The mineral wealth that hides the subsoil of Afghanistan

Afghanistan, which is now controlled by the Taliban, is a rich but very poor land. Indeed, the “moderate” declarations of Islamist fighters are part of the effort to ensure, alongside international recognition and development assistance.

The International Monetary Fund (IMF) has said it is suspending lending to Afghanistan due to uncertainty over the country’s governance following the takeover of the Taliban, and the World Bank is now content to hastily withdraw its staff from the country. .

The IMF would have disbursed the last tranche of the $ 370 million loan program agreed on November 6, 2020.

The second tranche, worth $ 1

49.4 million, was issued in June. About $ 105.6 million remained under the credit program to support the Afghan economy, which has been tested beyond the war by the new coronavirus pandemic.Washington’s other financial institution, the World Bank, which has been involved in about 20 development projects in Afghanistan and has provided the country with about $ 5.3 billion since 2002, is unclear whether it will continue.

The percentage of people living below the poverty line in Afghanistan is 54.5 percent, living on less than $ 1.90 a day, according to the World Bank.

Yet things could be different, given that the country hides mineral riches in its subsoil whose value is estimated at 3 trillion. dollars at least. Perhaps for this still semi-feudal Afghanistan had to become a coveted geostrategic pawn in the rivalries of the then great powers.

But let’s see what exactly the Afghan underground hides, according to a detailed Reuters report.

Afghanistan is rich in copper, gold, oil, gas, uranium, bauxite, coal, iron, rare earths, lithium, chromium, lead, zinc, precious stones, sulfur, limestone, gypsum and marble.

Copper

According to a 2019 report from the Afghan Ministry of Minerals and Oil, the amount of copper the country hides is 30 million tons. An additional 28.5 million tons are estimated to lie in undiscovered porphyrite reserves, bringing the total estimated copper to 60 million tons, worth hundreds of billions of dollars.

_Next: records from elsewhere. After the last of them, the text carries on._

//! Soil Readings and Normalized State
//!
//! `SoilReading` is the intake form: recognized attributes mapped to the
//! free-text descriptive values a survey reports. `SoilState` is what the
//! rest of the engine consumes: the same attributes resolved to canonical
//! levels exactly once. Downstream code matches on `Level`, never on text.

use std::collections::HashMap;

use serde::{Deserialize, Serialize};
use smallvec::SmallVec;

use super::level::{Level, SoilAttribute};

/// Attribute-keyed map used for per-request soil data
pub type AttrMap<V> = HashMap<SoilAttribute, V, ahash::RandomState>;

// ============================================================================
// Reading (descriptive input)
// ============================================================================

/// One soil survey's worth of descriptive readings
///
/// Attributes may be missing; that is degraded input, not an error.
#[derive(Debug, Clone, Default, PartialEq, Serialize, Deserialize)]
pub struct SoilReading {
    values: AttrMap<String>,
}

impl SoilReading {
    pub fn new() -> Self {
        Self::default()
    }

    /// Build from labeled text pairs, trimming keys and skipping any the
    /// attribute set does not recognize
    pub fn from_labeled<'a, I>(pairs: I) -> Self
    where
        I: IntoIterator<Item = (&'a str, &'a str)>,
    {
        let mut reading = SoilReading::new();
        for (key, value) in pairs {
            if let Some(attr) = SoilAttribute::parse_key(key) {
                reading.set(attr, value);
            }
        }
        reading
    }

    pub fn set(&mut self, attr: SoilAttribute, value: impl Into<String>) {
        self.values.insert(attr, value.into());
    }

    pub fn get(&self, attr: SoilAttribute) -> Option<&str> {
        self.values.get(&attr).map(|s| s.as_str())
    }

    pub fn iter(&self) -> impl Iterator<Item = (SoilAttribute, &str)> {
        self.values.iter().map(|(a, v)| (*a, v.as_str()))
    }

    pub fn len(&self) -> usize {
        self.values.len()
    }

    pub fn is_empty(&self) -> bool {
        self.values.is_empty()
    }

    /// Attributes a complete survey would carry but this one lacks
    pub fn missing_attributes(&self) -> Vec<SoilAttribute> {
        SoilAttribute::ALL
            .iter()
            .copied()
            .filter(|a| !self.values.contains_key(a))
            .collect()
    }
}

// ============================================================================
// Normalized state
// ============================================================================

/// A normalized value: canonical when the translation table or canonical
/// vocabulary recognized the text, otherwise the trimmed original
#[derive(Debug, Clone, PartialEq, Eq, Serialize, Deserialize)]
#[serde(untagged)]
pub enum SoilValue {
    Level(Level),
    Unrecognized(String),
}

impl SoilValue {
    pub fn as_level(&self) -> Option<Level> {
        match self {
            SoilValue::Level(l) => Some(*l),
            SoilValue::Unrecognized(_) => None,
        }
    }

    pub fn as_str(&self) -> &str {
        match self {
            SoilValue::Level(l) => l.as_str(),
            SoilValue::Unrecognized(s) => s.as_str(),
        }
    }
}

/// Canonical view of one reading, produced once per request
///
/// Built by `soil::normalize`; immutable from the engine's point of view
/// after that. Absent attributes stay absent.
#[derive(Debug, Clone, Default, PartialEq, Serialize, Deserialize)]
pub struct SoilState {
    values: AttrMap<SoilValue>,
}

impl SoilState {
    pub fn new() -> Self {
        Self::default()
    }

    pub(crate) fn insert(&mut self, attr: SoilAttribute, value: SoilValue) {
        self.values.insert(attr, value);
    }

    pub fn get(&self, attr: SoilAttribute) -> Option<&SoilValue> {
        self.values.get(&attr)
    }

    /// Canonical level, if the attribute is present and was recognized
    pub fn level(&self, attr: SoilAttribute) -> Option<Level> {
        self.values.get(&attr).and_then(|v| v.as_level())
    }

    /// True only when the attribute is present and canonical.
    /// Missing or unrecognized values fail every membership test, which
    /// biases verdicts toward NotSuitable rather than guessing.
    pub fn is(&self, attr: SoilAttribute, level: Level) -> bool {
        self.level(attr) == Some(level)
    }

    pub fn is_any(&self, attr: SoilAttribute, levels: &[Level]) -> bool {
        match self.level(attr) {
            Some(l) => levels.contains(&l),
            None => false,
        }
    }

    /// How many of N, P, K read Low
    pub fn npk_low_count(&self) -> usize {
        SoilAttribute::ALL
            .iter()
            .filter(|a| a.is_macronutrient() && self.is(**a, Level::Low))
            .count()
    }

    /// Deficient micronutrients with a corrective amendment, in the
    /// fixed order the amendment list is written (Zinc, Boron, Iron,
    /// Manganese)
    pub fn deficient_micronutrients(&self) -> SmallVec<[SoilAttribute; 4]> {
        const TREATABLE: [SoilAttribute; 4] = [
            SoilAttribute::Zinc,
            SoilAttribute::Boron,
            SoilAttribute::Iron,
            SoilAttribute::Manganese,
        ];
        TREATABLE
            .iter()
            .copied()
            .filter(|a| self.is(*a, Level::Deficient))
            .collect()
    }

    pub fn iter(&self) -> impl Iterator<Item = (SoilAttribute, &SoilValue)> {
        self.values.iter().map(|(a, v)| (*a, v))
    }

    pub fn len(&self) -> usize {
        self.values.len()
    }

    pub fn is_empty(&self) -> bool {
        self.values.is_empty()
    }
}

#[cfg(test)]
mod tests {
    use super::*;

    fn state_with(pairs: &[(SoilAttribute, Level)]) -> SoilState {
        let mut state = SoilState::new();
        for (attr, level) in pairs {
            state.insert(*attr, SoilValue::Level(*level));
        }
        state
    }

    #[test]
    fn test_from_labeled_skips_unknown_keys() {
        let reading = SoilReading::from_labeled([
            ("Nitrogen", "High (81–100%)"),
            ("Molybdenum", "Low"),
            (" pH ", "Neutral (6.5–7.5)"),
        ]);
        assert_eq!(reading.len(), 2);
        assert_eq!(reading.get(SoilAttribute::Nitrogen), Some("High (81–100%)"));
        assert_eq!(reading.get(SoilAttribute::Ph), Some("Neutral (6.5–7.5)"));
    }

    #[test]
    fn test_missing_attribute_fails_membership_tests() {
        let state = state_with(&[(SoilAttribute::Nitrogen, Level::High)]);
        assert!(!state.is(SoilAttribute::Potassium, Level::High));
        assert!(!state.is_any(SoilAttribute::Potassium, &[Level::High, Level::Medium]));
    }

    #[test]
    fn test_unrecognized_value_fails_membership_tests() {
        let mut state = SoilState::new();
        state.insert(
            SoilAttribute::Ph,
            SoilValue::Unrecognized("slightly zesty".to_string()),
        );
        assert!(!state.is(SoilAttribute::Ph, Level::Neutral));
        assert_eq!(state.level(SoilAttribute::Ph), None);
        assert_eq!(
            state.get(SoilAttribute::Ph).map(|v| v.as_str()),
            Some("slightly zesty")
        );
    }

    #[test]
    fn test_npk_low_count() {
        let state = state_with(&[
            (SoilAttribute::Nitrogen, Level::Low),
            (SoilAttribute::Phosphorus, Level::Low),
            (SoilAttribute::Potassium, Level::High),
            (SoilAttribute::Zinc, Level::Deficient),
        ]);
        assert_eq!(state.npk_low_count(), 2);
    }

    #[test]
    fn test_deficient_micronutrients_keep_amendment_order() {
        let state = state_with(&[
            (SoilAttribute::Manganese, Level::Deficient),
            (SoilAttribute::Zinc, Level::Deficient),
            (SoilAttribute::Copper, Level::Deficient),
            (SoilAttribute::Iron, Level::Sufficient),
        ]);
        let deficient = state.deficient_micronutrients();
        // Copper has no amendment product, so it never appears here
        assert_eq!(
            deficient.as_slice(),
            &[SoilAttribute::Zinc, SoilAttribute::Manganese]
        );
    }
}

A joint venture between China Metallurgical Corp of China (MCC) and Jiangxi Copper secured a 30-year license for the country’s largest copper project, Mes Aynak, in 2008. The field is still under development, but the 11.08 million tonnes of copper is valued at $ 100 billion by the MCC, based on current prices on the London Stock Exchange.

The 2019 report states that Afghanistan has more than 2.2 billion tons of iron ore, worth $ 350 billion at current prices.

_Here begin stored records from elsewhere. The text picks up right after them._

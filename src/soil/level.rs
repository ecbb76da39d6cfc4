//! Canonical Soil Vocabulary
//!
//! The closed sets the rest of the engine matches on: the sixteen
//! recognized soil/climate attributes and the ten canonical levels their
//! descriptive readings normalize to. Free text exists only at the
//! normalization boundary; from here on everything is an enum.

use serde::{Deserialize, Serialize};

/// Canonical level a descriptive soil reading normalizes to
#[derive(Debug, Clone, Copy, PartialEq, Eq, Hash, Serialize, Deserialize)]
pub enum Level {
    High,
    Medium,
    Low,
    Sufficient,
    Deficient,
    Saline,
    #[serde(rename = "Non-Saline")]
    NonSaline,
    Neutral,
    Acidic,
    Alkaline,
}

impl Level {
    pub const ALL: [Level; 10] = [
        Level::High,
        Level::Medium,
        Level::Low,
        Level::Sufficient,
        Level::Deficient,
        Level::Saline,
        Level::NonSaline,
        Level::Neutral,
        Level::Acidic,
        Level::Alkaline,
    ];

    pub fn as_str(&self) -> &'static str {
        match self {
            Level::High => "High",
            Level::Medium => "Medium",
            Level::Low => "Low",
            Level::Sufficient => "Sufficient",
            Level::Deficient => "Deficient",
            Level::Saline => "Saline",
            Level::NonSaline => "Non-Saline",
            Level::Neutral => "Neutral",
            Level::Acidic => "Acidic",
            Level::Alkaline => "Alkaline",
        }
    }

    /// Parse an exact canonical string (callers trim first)
    pub fn parse(s: &str) -> Option<Level> {
        Level::ALL.iter().copied().find(|l| l.as_str() == s)
    }
}

/// Recognized soil and climate attributes
///
/// Wire keys follow the reading form the field sensors/surveys use
/// (`OC`, `EC`, `pH`, `Temperature_Winter`). Keys outside this set are
/// skipped during normalization; no rule ever reads them.
#[derive(Debug, Clone, Copy, PartialEq, Eq, PartialOrd, Ord, Hash, Serialize, Deserialize)]
pub enum SoilAttribute {
    Nitrogen,
    Phosphorus,
    Potassium,
    #[serde(rename = "OC")]
    OrganicCarbon,
    #[serde(rename = "EC")]
    ElectricalConductivity,
    #[serde(rename = "pH")]
    Ph,
    Copper,
    Boron,
    Sulphur,
    Iron,
    Zinc,
    Manganese,
    #[serde(rename = "Temperature_Summer")]
    TemperatureSummer,
    #[serde(rename = "Temperature_Winter")]
    TemperatureWinter,
    #[serde(rename = "Temperature_Monsoon")]
    TemperatureMonsoon,
    Rainfall,
}

impl SoilAttribute {
    pub const ALL: [SoilAttribute; 16] = [
        SoilAttribute::Nitrogen,
        SoilAttribute::Phosphorus,
        SoilAttribute::Potassium,
        SoilAttribute::OrganicCarbon,
        SoilAttribute::ElectricalConductivity,
        SoilAttribute::Ph,
        SoilAttribute::Copper,
        SoilAttribute::Boron,
        SoilAttribute::Sulphur,
        SoilAttribute::Iron,
        SoilAttribute::Zinc,
        SoilAttribute::Manganese,
        SoilAttribute::TemperatureSummer,
        SoilAttribute::TemperatureWinter,
        SoilAttribute::TemperatureMonsoon,
        SoilAttribute::Rainfall,
    ];

    /// Wire key as it appears in readings and API payloads
    pub fn key(&self) -> &'static str {
        match self {
            SoilAttribute::Nitrogen => "Nitrogen",
            SoilAttribute::Phosphorus => "Phosphorus",
            SoilAttribute::Potassium => "Potassium",
            SoilAttribute::OrganicCarbon => "OC",
            SoilAttribute::ElectricalConductivity => "EC",
            SoilAttribute::Ph => "pH",
            SoilAttribute::Copper => "Copper",
            SoilAttribute::Boron => "Boron",
            SoilAttribute::Sulphur => "Sulphur",
            SoilAttribute::Iron => "Iron",
            SoilAttribute::Zinc => "Zinc",
            SoilAttribute::Manganese => "Manganese",
            SoilAttribute::TemperatureSummer => "Temperature_Summer",
            SoilAttribute::TemperatureWinter => "Temperature_Winter",
            SoilAttribute::TemperatureMonsoon => "Temperature_Monsoon",
            SoilAttribute::Rainfall => "Rainfall",
        }
    }

    /// Resolve a trimmed reading key, including the legacy
    /// "Rainfall overall" survey heading
    pub fn parse_key(s: &str) -> Option<SoilAttribute> {
        let key = s.trim();
        if key == "Rainfall overall" {
            return Some(SoilAttribute::Rainfall);
        }
        SoilAttribute::ALL.iter().copied().find(|a| a.key() == key)
    }

    /// The three macronutrients whose deficiency stretches growth phases
    pub fn is_macronutrient(&self) -> bool {
        matches!(
            self,
            SoilAttribute::Nitrogen | SoilAttribute::Phosphorus | SoilAttribute::Potassium
        )
    }

    /// Micronutrients with a known corrective amendment
    pub fn is_treatable_micronutrient(&self) -> bool {
        matches!(
            self,
            SoilAttribute::Zinc | SoilAttribute::Boron | SoilAttribute::Iron | SoilAttribute::Manganese
        )
    }
}

#[cfg(test)]
mod tests {
    use super::*;

    #[test]
    fn test_level_round_trips_through_as_str() {
        for level in Level::ALL {
            assert_eq!(Level::parse(level.as_str()), Some(level));
        }
    }

    #[test]
    fn test_level_parse_is_exact() {
        assert_eq!(Level::parse("Non-Saline"), Some(Level::NonSaline));
        assert_eq!(Level::parse("non-saline"), None);
        assert_eq!(Level::parse("High (81–100%)"), None);
    }

    #[test]
    fn test_attribute_keys_round_trip() {
        for attr in SoilAttribute::ALL {
            assert_eq!(SoilAttribute::parse_key(attr.key()), Some(attr));
        }
    }

    #[test]
    fn test_legacy_rainfall_heading_resolves() {
        assert_eq!(
            SoilAttribute::parse_key("Rainfall overall"),
            Some(SoilAttribute::Rainfall)
        );
        assert_eq!(
            SoilAttribute::parse_key("  Temperature_Winter "),
            Some(SoilAttribute::TemperatureWinter)
        );
    }

    #[test]
    fn test_unrecognized_keys_do_not_resolve() {
        assert_eq!(SoilAttribute::parse_key("Molybdenum"), None);
        assert_eq!(SoilAttribute::parse_key("ph"), None);
    }

    #[test]
    fn test_nutrient_classes() {
        assert!(SoilAttribute::Nitrogen.is_macronutrient());
        assert!(!SoilAttribute::Zinc.is_macronutrient());
        assert!(SoilAttribute::Manganese.is_treatable_micronutrient());
        // Copper and Sulphur have no amendment product in the catalog
        assert!(!SoilAttribute::Copper.is_treatable_micronutrient());
        assert!(!SoilAttribute::Sulphur.is_treatable_micronutrient());
    }
}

Sources of gold are estimated at 2,700 kilograms, worth $ 170 million, with the Afghan ministry saying base metals such as aluminum, tin, lead and zinc “are found in many parts of the country.”

Lithium and rare earths

A Pentagon staff member who helped compile the report described Afghanistan as “the Saudi Arabia of lithium” in 2010, meaning it could be vital to the global supply of battery metal, such as that of the Middle. East for crude oil. This memorandum was written at a time when lithium was widely used to make batteries for electrical appliances, but before it became clear how much lithium would be needed for electric vehicle batteries, which are expected to replace current gasoline vehicles as part of the efforts to reduce carbon dioxide emissions.

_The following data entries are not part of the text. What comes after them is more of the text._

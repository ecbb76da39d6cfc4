//! Suitability Evaluation
//!
//! Counts satisfied rule conditions per crop and converts the count to a
//! three-tier verdict. Pure over the normalized state: same input, same
//! report, no side effects.

use serde::{Deserialize, Serialize};

use super::rules::{rule_for, RULES};
use crate::crops::Crop;
use crate::soil::SoilState;

/// Three-tier verdict
#[derive(Debug, Clone, Copy, PartialEq, Eq, Hash, Serialize, Deserialize)]
pub enum Suitability {
    #[serde(rename = "Highly Suitable")]
    HighlySuitable,
    #[serde(rename = "Moderately Suitable")]
    ModeratelySuitable,
    #[serde(rename = "Not Suitable")]
    NotSuitable,
}

impl Suitability {
    pub fn display_text(&self) -> &'static str {
        match self {
            Suitability::HighlySuitable => "Highly Suitable",
            Suitability::ModeratelySuitable => "Moderately Suitable",
            Suitability::NotSuitable => "Not Suitable",
        }
    }
}

/// Verdict for one crop, with the satisfied-condition tally behind it
#[derive(Debug, Clone, Copy, PartialEq, Eq, Serialize, Deserialize)]
pub struct CropEvaluation {
    pub crop: Crop,
    pub suitability: Suitability,
    /// Conditions that held
    pub satisfied: u8,
    /// Conditions tested
    pub total: u8,
}

/// Tier counts across all crops
#[derive(Debug, Clone, Copy, PartialEq, Eq, Serialize, Deserialize)]
pub struct SuitabilitySummary {
    pub highly_suitable: usize,
    pub moderately_suitable: usize,
    pub not_suitable: usize,
    pub total: usize,
}

/// Full evaluation report: per-crop verdicts plus tier groupings
#[derive(Debug, Clone, PartialEq, Eq, Serialize, Deserialize)]
pub struct SuitabilityReport {
    /// One entry per crop, in `Crop::ALL` order
    pub evaluations: Vec<CropEvaluation>,
    pub highly_suitable: Vec<Crop>,
    pub moderately_suitable: Vec<Crop>,
    pub not_suitable: Vec<Crop>,
    pub summary: SuitabilitySummary,
}

impl SuitabilityReport {
    pub fn verdict(&self, crop: Crop) -> Suitability {
        self.evaluations[crop as usize].suitability
    }
}

/// Evaluate one crop against the normalized state
pub fn evaluate_crop(crop: Crop, state: &SoilState) -> CropEvaluation {
    let rule = rule_for(crop);
    let satisfied = rule.conditions.iter().filter(|c| c.holds(state)).count() as u8;

    let suitability = if satisfied >= rule.highly_min {
        Suitability::HighlySuitable
    } else if satisfied >= rule.moderately_min {
        Suitability::ModeratelySuitable
    } else {
        Suitability::NotSuitable
    };

    CropEvaluation {
        crop,
        suitability,
        satisfied,
        total: rule.conditions.len() as u8,
    }
}

/// Evaluate every crop and group the verdicts by tier
pub fn evaluate_all(state: &SoilState) -> SuitabilityReport {
    let evaluations: Vec<CropEvaluation> = RULES
        .iter()
        .map(|rule| evaluate_crop(rule.crop, state))
        .collect();

    let mut highly_suitable = Vec::new();
    let mut moderately_suitable = Vec::new();
    let mut not_suitable = Vec::new();
    for eval in &evaluations {
        match eval.suitability {
            Suitability::HighlySuitable => highly_suitable.push(eval.crop),
            Suitability::ModeratelySuitable => moderately_suitable.push(eval.crop),
            Suitability::NotSuitable => not_suitable.push(eval.crop),
        }
    }

    let summary = SuitabilitySummary {
        highly_suitable: highly_suitable.len(),
        moderately_suitable: moderately_suitable.len(),
        not_suitable: not_suitable.len(),
        total: evaluations.len(),
    };

    SuitabilityReport {
        evaluations,
        highly_suitable,
        moderately_suitable,
        not_suitable,
        summary,
    }
}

The Ministry of Mining Wealth in its 2019 report states that Afghanistan has 1.4 million tons of rare earth minerals, a group of 17 rare minerals used in the manufacture of electronic products and military equipment.

Oil and gas

Bordered to the west by the hydrocarbon-rich countries of Iran and Turkmenistan, Afghanistan also has about 1.6 billion barrels of oil, 453 trillion. cubic meters of natural gas and another 500 million of liquefied natural gas. The value of crude oil is estimated at $ 107 billion at current prices.

Afghanistan has historically been an important source of lapis lazuli, a deep blue semi-precious stone that has been mined north of the country in the province of Badakhsan for thousands of years, as have other precious stones such as rubies and emeralds.